▶ _Work to complete_
Set down the data below once more, precisely as it reads.

▶ _Extracted data_

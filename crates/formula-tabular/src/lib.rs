//! Row engine for Formula table panels.
//!
//! This crate turns a columnar [`DataFrame`] (optionally carrying one level of nested child
//! frames) into display-ready rows:
//! - [`materialize`] flattens a frame into depth-first [`TableRow`]s,
//! - [`resolve_column_types`] maps column display names to their [`LogicalType`],
//! - [`sort_rows`] applies a stable, type-aware multi-column sort, and
//! - [`paginate`] / [`Paginator`] slice the result into pages.
//!
//! Every stage is a pure function over its inputs; [`TableView`] wires them together with
//! per-stage caching for callers that re-render often.

#![forbid(unsafe_code)]

mod compare;
mod error;
mod filter;
mod frame;
mod nested;
mod options;
mod paginate;
mod rows;
mod sort;
mod types;
mod view;

pub use crate::compare::{comparator_for, compare_natural, Comparator};
pub use crate::error::{TableError, TableResult};
pub use crate::filter::{filter_rows, RowFilter, ValueFilter};
pub use crate::frame::{CellValue, DataFrame, Field, FrameCell, LogicalType};
pub use crate::nested::process_nested_rows;
pub use crate::options::{CellHeight, SortByField, TableOptions};
pub use crate::paginate::{clamp_page, paginate, Page, PageSize, Paginator};
pub use crate::rows::{materialize, RowSchema, TableRow, NESTED_FRAMES_KEY};
pub use crate::sort::{sort_rows, SortColumn, SortDirection};
pub use crate::types::{resolve_column_types, ColumnTypes};
pub use crate::view::{SharedRowFilter, TableView};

▶ _Response to this task_
filename crates/formula-tabular/src/lib.rs
//! Row engine for Formula table panels.
//!
//! This crate turns a columnar [`DataFrame`] (optionally carrying one level of nested child
//! frames) into display-ready rows:
//! - [`materialize`] flattens a frame into depth-first [`TableRow`]s,
//! - [`resolve_column_types`] maps column display names to their [`LogicalType`],
//! - [`sort_rows`] applies a stable, type-aware multi-column sort, and
//! - [`paginate`] / [`Paginator`] slice the result into pages.
//!
//! Every stage is a pure function over its inputs; [`TableView`] wires them together with
//! per-stage caching for callers that re-render often.

#![forbid(unsafe_code)]

mod compare;
mod error;
mod filter;
mod frame;
mod nested;
mod options;
mod paginate;
mod rows;
mod sort;
mod types;
mod view;

pub use crate::compare::{comparator_for, compare_natural, Comparator};
pub use crate::error::{TableError, TableResult};
pub use crate::filter::{filter_rows, RowFilter, ValueFilter};
pub use crate::frame::{CellValue, DataFrame, Field, FrameCell, LogicalType};
pub use crate::nested::process_nested_rows;
pub use crate::options::{CellHeight, SortByField, TableOptions};
pub use crate::paginate::{clamp_page, paginate, Page, PageSize, Paginator};
pub use crate::rows::{materialize, RowSchema, TableRow, NESTED_FRAMES_KEY};
pub use crate::sort::{sort_rows, SortColumn, SortDirection};
pub use crate::types::{resolve_column_types, ColumnTypes};
pub use crate::view::{SharedRowFilter, TableView};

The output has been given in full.